I’ve conducted varying degrees of spring cleaning on friendships over the years. As I’ve gotten older, the less time I have for shitty friends. Women friendships seem to undergo transformations with the catalyst of motherhood. Instead of supporting one another, we turn into judgmental know-it-alls who are desperately insecure.
The only way I saw my friends who were now moms was under the added stress of a play date. Each date grew progressively more taxing; I geared up for trials where my friends were the judges yet I had no jury of my peers. Hanging out with my friends-now-moms became something I dreaded rather than looked forward to.
It seemed ironic and obnoxious how some friends became mothers for the first time at the same time I became a mother for the second time. (I had already been a mother for eight years.) Those years of experience somehow went out the window because now they had their own babies and could school me how their modern experience surpassed mine. Clearly I was missing imperative updates I hadn’t been privy to in the world of childbirth, parenting, and post-birth hemorrhoid creams.
There were mom friends who questioned the organic status of every item in my house – and 95% organic was never good enough. I had friends criticize the tone with which I urged our daughter to “be careful” because my intonation wasn’t encouraging enough. There were women who spent our valuable time together preaching to me about breastfeeding and vaccination schedules, completely drowning in their all-encompassing moments of babyhood. These women abandoned themselves in mothering and judged me for not taking it to the same extreme.

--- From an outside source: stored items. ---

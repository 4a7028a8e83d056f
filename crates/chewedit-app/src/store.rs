// Copyright 2026 Phillip Cloud
// Licensed under the Apache License, Version 2.0

use anyhow::{Result, bail};

use crate::{DictionaryRecord, DictionaryResource, MasterIndex};

/// The authoritative record sequence of one opened dictionary.
///
/// Editability is taken from the resource category when the store is created
/// and never changes afterwards. Duplicated phrase/reading pairs are allowed.
#[derive(Debug, Clone, PartialEq, Eq)]
pub struct RecordStore {
    resource: DictionaryResource,
    editable: bool,
    records: Vec<DictionaryRecord>,
}

impl RecordStore {
    pub fn new(resource: DictionaryResource) -> Self {
        let editable = resource.is_editable();
        Self {
            resource,
            editable,
            records: Vec::new(),
        }
    }

    pub fn resource(&self) -> &DictionaryResource {
        &self.resource
    }

    pub const fn is_editable(&self) -> bool {
        self.editable
    }

    pub fn len(&self) -> usize {
        self.records.len()
    }

    pub fn is_empty(&self) -> bool {
        self.records.is_empty()
    }

    pub fn get(&self, index: MasterIndex) -> Option<&DictionaryRecord> {
        self.records.get(index.get())
    }

    pub fn contains(&self, index: MasterIndex) -> bool {
        index.get() < self.records.len()
    }

    pub fn load(&mut self, records: Vec<DictionaryRecord>) {
        self.records = records;
    }

    pub fn insert(&mut self, record: DictionaryRecord) -> Result<MasterIndex> {
        self.ensure_editable("add entries to")?;
        self.records.push(record);
        Ok(MasterIndex::new(self.records.len() - 1))
    }

    /// Removes the record at `index`; an index past the end is a no-op.
    pub fn remove(&mut self, index: MasterIndex) -> Result<Option<DictionaryRecord>> {
        self.ensure_editable("delete entries from")?;
        if !self.contains(index) {
            return Ok(None);
        }
        Ok(Some(self.records.remove(index.get())))
    }

    pub fn update(&mut self, index: MasterIndex, record: DictionaryRecord) -> Result<bool> {
        self.ensure_editable("edit entries in")?;
        match self.records.get_mut(index.get()) {
            Some(slot) => {
                *slot = record;
                Ok(true)
            }
            None => Ok(false),
        }
    }

    pub fn records(&self) -> &[DictionaryRecord] {
        &self.records
    }

    pub fn snapshot(&self) -> Vec<DictionaryRecord> {
        self.records.clone()
    }

    /// Fails with a message naming the dictionary when it is read-only.
    pub fn ensure_editable(&self, action: &str) -> Result<()> {
        if !self.editable {
            bail!(
                "cannot {action} {} dictionary {:?} -- only personal dictionaries are editable",
                self.resource.category.as_str(),
                self.resource.name
            );
        }
        Ok(())
    }
}

#[cfg(test)]
mod tests {
    use super::RecordStore;
    use crate::{DictionaryCategory, DictionaryRecord, DictionaryResource, MasterIndex};
    use anyhow::Result;
    use std::path::Path;

    fn personal() -> RecordStore {
        RecordStore::new(DictionaryResource::new(
            DictionaryCategory::Personal,
            "我的詞庫",
            Path::new("/tmp/chewing.sqlite3"),
        ))
    }

    fn records() -> Vec<DictionaryRecord> {
        vec![
            DictionaryRecord::new("a", "ㄚ", 5),
            DictionaryRecord::new("b", "ㄅ", 3),
        ]
    }

    #[test]
    fn snapshot_after_load_is_verbatim() {
        let mut store = personal();
        store.load(records());
        assert_eq!(store.snapshot(), records());
    }

    #[test]
    fn insert_appends_and_returns_last_index() -> Result<()> {
        let mut store = personal();
        store.load(records());
        let index = store.insert(DictionaryRecord::blank())?;
        assert_eq!(index, MasterIndex::new(2));
        assert_eq!(store.get(index), Some(&DictionaryRecord::blank()));
        Ok(())
    }

    #[test]
    fn remove_shifts_following_records() -> Result<()> {
        let mut store = personal();
        store.load(records());
        let removed = store.remove(MasterIndex::new(0))?;
        assert_eq!(removed, Some(DictionaryRecord::new("a", "ㄚ", 5)));
        assert_eq!(store.get(MasterIndex::new(0)), Some(&records()[1]));
        Ok(())
    }

    #[test]
    fn remove_missing_index_is_noop() -> Result<()> {
        let mut store = personal();
        store.load(records());
        assert_eq!(store.remove(MasterIndex::new(9))?, None);
        assert_eq!(store.snapshot(), records());
        Ok(())
    }

    #[test]
    fn update_replaces_in_place() -> Result<()> {
        let mut store = personal();
        store.load(records());
        assert!(store.update(MasterIndex::new(1), DictionaryRecord::new("c", "ㄘ", 1))?);
        assert_eq!(store.records()[1].phrase, "c");
        assert!(!store.update(MasterIndex::new(5), DictionaryRecord::blank())?);
        Ok(())
    }

    #[test]
    fn duplicates_are_permitted() -> Result<()> {
        let mut store = personal();
        store.insert(DictionaryRecord::new("a", "ㄚ", 1))?;
        store.insert(DictionaryRecord::new("a", "ㄚ", 1))?;
        assert_eq!(store.len(), 2);
        Ok(())
    }

    #[test]
    fn read_only_store_rejects_mutation() {
        let mut store = RecordStore::new(DictionaryResource::new(
            DictionaryCategory::System,
            "內建詞庫",
            Path::new("/usr/share/chewing/tsi.dat"),
        ));
        store.load(records());

        let error = store
            .insert(DictionaryRecord::blank())
            .expect_err("system dictionary should be read-only");
        assert!(error.to_string().contains("only personal dictionaries"));
        assert!(store.remove(MasterIndex::new(0)).is_err());
        assert!(store.update(MasterIndex::new(0), DictionaryRecord::blank()).is_err());
        assert_eq!(store.snapshot(), records());
    }
}
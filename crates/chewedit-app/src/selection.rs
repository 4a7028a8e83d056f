// Copyright 2026 Phillip Cloud
// Licensed under the Apache License, Version 2.0

use crate::{FilteredView, MasterIndex};

#[derive(Debug, Clone, Copy, Default, PartialEq, Eq)]
pub enum Selection {
    #[default]
    Unselected,
    Selected(MasterIndex),
}

impl Selection {
    pub const fn index(self) -> Option<MasterIndex> {
        match self {
            Self::Unselected => None,
            Self::Selected(index) => Some(index),
        }
    }

    pub const fn is_selected(self) -> bool {
        matches!(self, Self::Selected(_))
    }

    /// Resolves a row of `view` to its master index. Rows outside the view
    /// leave the selection as it was.
    pub fn pick(&mut self, view: &FilteredView, row: usize) -> bool {
        match view.master_index_at(row) {
            Some(index) => {
                *self = Self::Selected(index);
                true
            }
            None => false,
        }
    }

    pub fn select(&mut self, index: MasterIndex) {
        *self = Self::Selected(index);
    }

    pub fn clear(&mut self) {
        *self = Self::Unselected;
    }
}
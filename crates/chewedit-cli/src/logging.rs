// Copyright 2026 Phillip Cloud
// Licensed under the Apache License, Version 2.0

use anyhow::{Context, Result, anyhow};
use std::fs;
use std::path::{Path, PathBuf};
use tracing_appender::non_blocking::WorkerGuard;
use tracing_subscriber::EnvFilter;

const LOG_FILE: &str = "chewedit.log";

pub fn log_dir(user_dir: &Path) -> PathBuf {
    user_dir.join("logs")
}

/// Sends logs to a file under `log_dir`; the terminal belongs to the TUI.
/// Keep the returned guard alive until exit so buffered lines are flushed.
pub fn init(filter: &str, log_dir: &Path) -> Result<WorkerGuard> {
    fs::create_dir_all(log_dir)
        .with_context(|| format!("create log directory {}", log_dir.display()))?;
    let filter = EnvFilter::try_new(filter)
        .with_context(|| format!("invalid log filter {filter:?}; check [logging] level"))?;

    let file_appender = tracing_appender::rolling::never(log_dir, LOG_FILE);
    let (writer, guard) = tracing_appender::non_blocking(file_appender);
    tracing_subscriber::fmt()
        .with_writer(writer)
        .with_ansi(false)
        .with_target(true)
        .with_env_filter(filter)
        .try_init()
        .map_err(|error| anyhow!("install log subscriber: {error}"))?;
    Ok(guard)
}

There are givers and takers in this world and at a certain point, one-way relationships and unreturned favors only last so long. I was exhausted from being a perpetual cheerleader, only to stand alone, waiting for encouragement when it was my turn. These kinds of people slowly meandered off my real-life friend list and occupied their more comfortable position on my Facebook friend list.

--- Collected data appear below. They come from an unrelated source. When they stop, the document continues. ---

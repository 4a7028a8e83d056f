// Copyright 2026 Phillip Cloud
// Licensed under the Apache License, Version 2.0

use anyhow::{Context, Result, anyhow, bail};
use serde::Deserialize;
use std::env;
use std::fs;
use std::path::{Path, PathBuf};
use std::time::Duration;
use tracing_subscriber::EnvFilter;

const CONFIG_VERSION: i64 = 1;
const DEFAULT_STATUS_CLEAR_SECS: u64 = 4;
const MAX_STATUS_CLEAR_SECS: u64 = 60;
const DEFAULT_LOG_LEVEL: &str = "info";
pub const LOG_ENV: &str = "CHEWEDIT_LOG";

#[derive(Debug, Clone, Deserialize)]
pub struct Config {
    pub version: i64,
    #[serde(default)]
    pub storage: Storage,
    #[serde(default)]
    pub ui: Ui,
    #[serde(default)]
    pub logging: Logging,
}

impl Default for Config {
    fn default() -> Self {
        Self {
            version: CONFIG_VERSION,
            storage: Storage::default(),
            ui: Ui::default(),
            logging: Logging::default(),
        }
    }
}

#[derive(Debug, Clone, Default, Deserialize)]
pub struct Storage {
    pub system_dir: Option<String>,
    pub user_dir: Option<String>,
}

#[derive(Debug, Clone, Deserialize)]
pub struct Ui {
    pub status_clear_secs: Option<u64>,
}

impl Default for Ui {
    fn default() -> Self {
        Self {
            status_clear_secs: Some(DEFAULT_STATUS_CLEAR_SECS),
        }
    }
}

#[derive(Debug, Clone, Deserialize)]
pub struct Logging {
    pub level: Option<String>,
}

impl Default for Logging {
    fn default() -> Self {
        Self {
            level: Some(DEFAULT_LOG_LEVEL.to_owned()),
        }
    }
}

impl Config {
    pub fn default_path() -> Result<PathBuf> {
        if let Some(path) = env::var_os("CHEWEDIT_CONFIG_PATH") {
            return Ok(PathBuf::from(path));
        }

        let config_root = dirs::config_dir().ok_or_else(|| {
            anyhow!("cannot resolve config directory; set CHEWEDIT_CONFIG_PATH to the config file")
        })?;

        let app_dir = config_root.join(chewedit_db::APP_NAME);
        fs::create_dir_all(&app_dir)
            .with_context(|| format!("create config directory {}", app_dir.display()))?;
        Ok(app_dir.join("config.toml"))
    }

    pub fn load(path: &Path) -> Result<Self> {
        if !path.exists() {
            return Ok(Self::default());
        }

        let raw = fs::read_to_string(path)
            .with_context(|| format!("read config file {}", path.display()))?;
        let value: toml::Value = toml::from_str(&raw)
            .with_context(|| format!("parse TOML config {}", path.display()))?;

        let version = value
            .get("version")
            .and_then(toml::Value::as_integer)
            .ok_or_else(|| {
                anyhow!(
                    "config file {} has no version. Add `version = 1` and put values under [storage], [ui], and [logging]",
                    path.display()
                )
            })?;

        if version != CONFIG_VERSION {
            bail!(
                "unsupported config version {} in {}; expected version = 1",
                version,
                path.display()
            );
        }

        let config: Config = value
            .try_into()
            .with_context(|| format!("decode config {}", path.display()))?;
        config.validate(path)?;
        Ok(config)
    }

    fn validate(&self, path: &Path) -> Result<()> {
        for (key, value) in [
            ("system_dir", &self.storage.system_dir),
            ("user_dir", &self.storage.user_dir),
        ] {
            if let Some(dir) = value
                && dir.trim().is_empty()
            {
                bail!(
                    "storage.{key} in {} is empty; remove it to use the default directory",
                    path.display()
                );
            }
        }

        if let Some(secs) = self.ui.status_clear_secs
            && !(1..=MAX_STATUS_CLEAR_SECS).contains(&secs)
        {
            bail!(
                "ui.status_clear_secs in {} must be between 1 and {MAX_STATUS_CLEAR_SECS}, got {secs}",
                path.display()
            );
        }

        if let Some(level) = &self.logging.level {
            EnvFilter::try_new(level).with_context(|| {
                format!(
                    "logging.level {level:?} in {} is not a valid filter; use a level such as \"info\" or \"chewedit_db=debug\"",
                    path.display()
                )
            })?;
        }

        Ok(())
    }

    pub fn system_dir(&self) -> PathBuf {
        match &self.storage.system_dir {
            Some(dir) => PathBuf::from(dir),
            None => chewedit_db::default_system_dir(),
        }
    }

    pub fn user_dir(&self) -> Result<PathBuf> {
        match &self.storage.user_dir {
            Some(dir) => Ok(PathBuf::from(dir)),
            None => chewedit_db::default_user_dir(),
        }
    }

    pub fn status_clear(&self) -> Duration {
        Duration::from_secs(
            self.ui
                .status_clear_secs
                .unwrap_or(DEFAULT_STATUS_CLEAR_SECS),
        )
    }

    /// `CHEWEDIT_LOG` wins over the configured level.
    pub fn log_filter(&self) -> String {
        env::var(LOG_ENV)
            .ok()
            .filter(|value| !value.trim().is_empty())
            .unwrap_or_else(|| {
                self.logging
                    .level
                    .clone()
                    .unwrap_or_else(|| DEFAULT_LOG_LEVEL.to_owned())
            })
    }

    pub fn example_config(path: &Path) -> String {
        format!(
            "# chewedit config\n# Place this file at: {}\n\nversion = 1\n\n[storage]\n# Optional. Default is the first entry of CHEWING_PATH, else {}\n# system_dir = \"/usr/share/libchewing\"\n# Optional. Default is CHEWEDIT_USER_DIR, else the platform data dir (for example ~/.local/share/chewing)\n# user_dir = \"/absolute/path/to/chewing\"\n\n[ui]\nstatus_clear_secs = {DEFAULT_STATUS_CLEAR_SECS}\n\n[logging]\n# Overridden by {LOG_ENV}\nlevel = \"{DEFAULT_LOG_LEVEL}\"\n",
            path.display(),
            chewedit_db::default_system_dir().display(),
        )
    }
}

#[cfg(test)]
mod tests {
    use super::{Config, LOG_ENV};
    use anyhow::Result;
    use std::path::PathBuf;
    use std::sync::{Mutex, OnceLock};
    use std::time::Duration;

    fn write_config(content: &str) -> Result<(tempfile::TempDir, PathBuf)> {
        let temp = tempfile::tempdir()?;
        let path = temp.path().join("config.toml");
        std::fs::write(&path, content)?;
        Ok((temp, path))
    }

    fn env_lock() -> std::sync::MutexGuard<'static, ()> {
        static ENV_LOCK: OnceLock<Mutex<()>> = OnceLock::new();
        match ENV_LOCK.get_or_init(|| Mutex::new(())).lock() {
            Ok(guard) => guard,
            Err(poisoned) => poisoned.into_inner(),
        }
    }

    #[test]
    fn missing_config_uses_defaults() -> Result<()> {
        let temp = tempfile::tempdir()?;
        let config = Config::load(&temp.path().join("missing.toml"))?;
        assert_eq!(config.version, 1);
        assert_eq!(config.status_clear(), Duration::from_secs(4));
        Ok(())
    }

    #[test]
    fn unversioned_config_is_rejected_with_actionable_message() -> Result<()> {
        let (_temp, path) = write_config("[ui]\nstatus_clear_secs = 3\n")?;
        let error = Config::load(&path).expect_err("unversioned config should fail");
        let message = error.to_string();
        assert!(message.contains("version = 1"));
        assert!(message.contains("[storage], [ui], and [logging]"));
        Ok(())
    }

    #[test]
    fn v1_config_parses() -> Result<()> {
        let (_temp, path) = write_config(
            "version = 1\n[storage]\nsystem_dir = \"/opt/chewing\"\nuser_dir = \"/home/me/chewing\"\n[ui]\nstatus_clear_secs = 9\n[logging]\nlevel = \"chewedit_db=debug\"\n",
        )?;
        let config = Config::load(&path)?;
        assert_eq!(config.system_dir(), PathBuf::from("/opt/chewing"));
        assert_eq!(config.user_dir()?, PathBuf::from("/home/me/chewing"));
        assert_eq!(config.status_clear(), Duration::from_secs(9));
        assert_eq!(config.logging.level.as_deref(), Some("chewedit_db=debug"));
        Ok(())
    }

    #[test]
    fn malformed_config_returns_parse_error() -> Result<()> {
        let (_temp, path) = write_config("{{not toml")?;
        let error = Config::load(&path).expect_err("malformed config should fail");
        assert!(error.to_string().contains("parse TOML config"));
        Ok(())
    }

    #[test]
    fn unsupported_config_version_is_rejected() -> Result<()> {
        let (_temp, path) = write_config("version = 2\n")?;
        let error = Config::load(&path).expect_err("v2 config should fail");
        assert!(error.to_string().contains("unsupported config version 2"));
        Ok(())
    }

    #[test]
    fn status_clear_is_bounded() -> Result<()> {
        let (_temp, path) = write_config("version = 1\n[ui]\nstatus_clear_secs = 0\n")?;
        let error = Config::load(&path).expect_err("zero seconds should fail");
        assert!(error.to_string().contains("between 1 and 60"));
        Ok(())
    }

    #[test]
    fn empty_storage_dir_is_rejected() -> Result<()> {
        let (_temp, path) = write_config("version = 1\n[storage]\nuser_dir = \"  \"\n")?;
        let error = Config::load(&path).expect_err("blank dir should fail");
        assert!(error.to_string().contains("storage.user_dir"));
        Ok(())
    }

    #[test]
    fn bad_log_level_is_rejected() -> Result<()> {
        let (_temp, path) = write_config("version = 1\n[logging]\nlevel = \"chewedit=loud\"\n")?;
        let error = Config::load(&path).expect_err("bad filter should fail");
        assert!(error.to_string().contains("not a valid filter"));
        Ok(())
    }

    #[test]
    fn default_path_honors_env_override() -> Result<()> {
        let _guard = env_lock();
        let temp = tempfile::tempdir()?;
        let override_path = temp.path().join("custom-config.toml");
        // SAFETY: test-only process-local env mutation.
        unsafe {
            std::env::set_var("CHEWEDIT_CONFIG_PATH", &override_path);
        }
        let resolved = Config::default_path()?;
        // SAFETY: test cleanup for process-local env mutation.
        unsafe {
            std::env::remove_var("CHEWEDIT_CONFIG_PATH");
        }
        assert_eq!(resolved, override_path);
        Ok(())
    }

    #[test]
    fn user_dir_prefers_config_over_env_override() -> Result<()> {
        let _guard = env_lock();
        let (_temp, path) = write_config("version = 1\n[storage]\nuser_dir = \"/from/config\"\n")?;
        // SAFETY: test-only process-local env mutation.
        unsafe {
            std::env::set_var("CHEWEDIT_USER_DIR", "/from/env");
        }
        let config = Config::load(&path)?;
        let from_config = config.user_dir()?;
        let from_env = Config::default().user_dir()?;
        // SAFETY: test cleanup for process-local env mutation.
        unsafe {
            std::env::remove_var("CHEWEDIT_USER_DIR");
        }
        assert_eq!(from_config, PathBuf::from("/from/config"));
        assert_eq!(from_env, PathBuf::from("/from/env"));
        Ok(())
    }

    #[test]
    fn log_env_overrides_configured_level() {
        let _guard = env_lock();
        let config = Config::default();
        // SAFETY: test-only process-local env mutation.
        unsafe {
            std::env::set_var(LOG_ENV, "trace");
        }
        let overridden = config.log_filter();
        // SAFETY: test cleanup for process-local env mutation.
        unsafe {
            std::env::remove_var(LOG_ENV);
        }
        assert_eq!(overridden, "trace");
        assert_eq!(config.log_filter(), "info");
    }

    #[test]
    fn example_config_parses_as_defaults() -> Result<()> {
        let temp = tempfile::tempdir()?;
        let path = temp.path().join("config.toml");
        let example = Config::example_config(&path);
        assert!(example.contains("version = 1"));
        assert!(example.contains("[storage]"));
        assert!(example.contains("[logging]"));

        std::fs::write(&path, example)?;
        let config = Config::load(&path)?;
        assert_eq!(config.status_clear(), Duration::from_secs(4));
        Ok(())
    }
}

My number one deal-breaker is getting together with someone who prioritized her device over our real-life connection. It’s disrespectful; in my world human trumps phone every time.
I’m starting to wonder if my bar is too high or as life ticks away if I have less patience. My default setting is dialed to “I feel bad,” so I’m inclined to give someone the benefit of the doubt especially if they tell me how awesome I am.
I’ve tried to get better at forgiveness (slightly), but I’m the kind of person who holds onto everything. Friends are the family you get to choose. On the flip side, they can be deleted when they go toxic.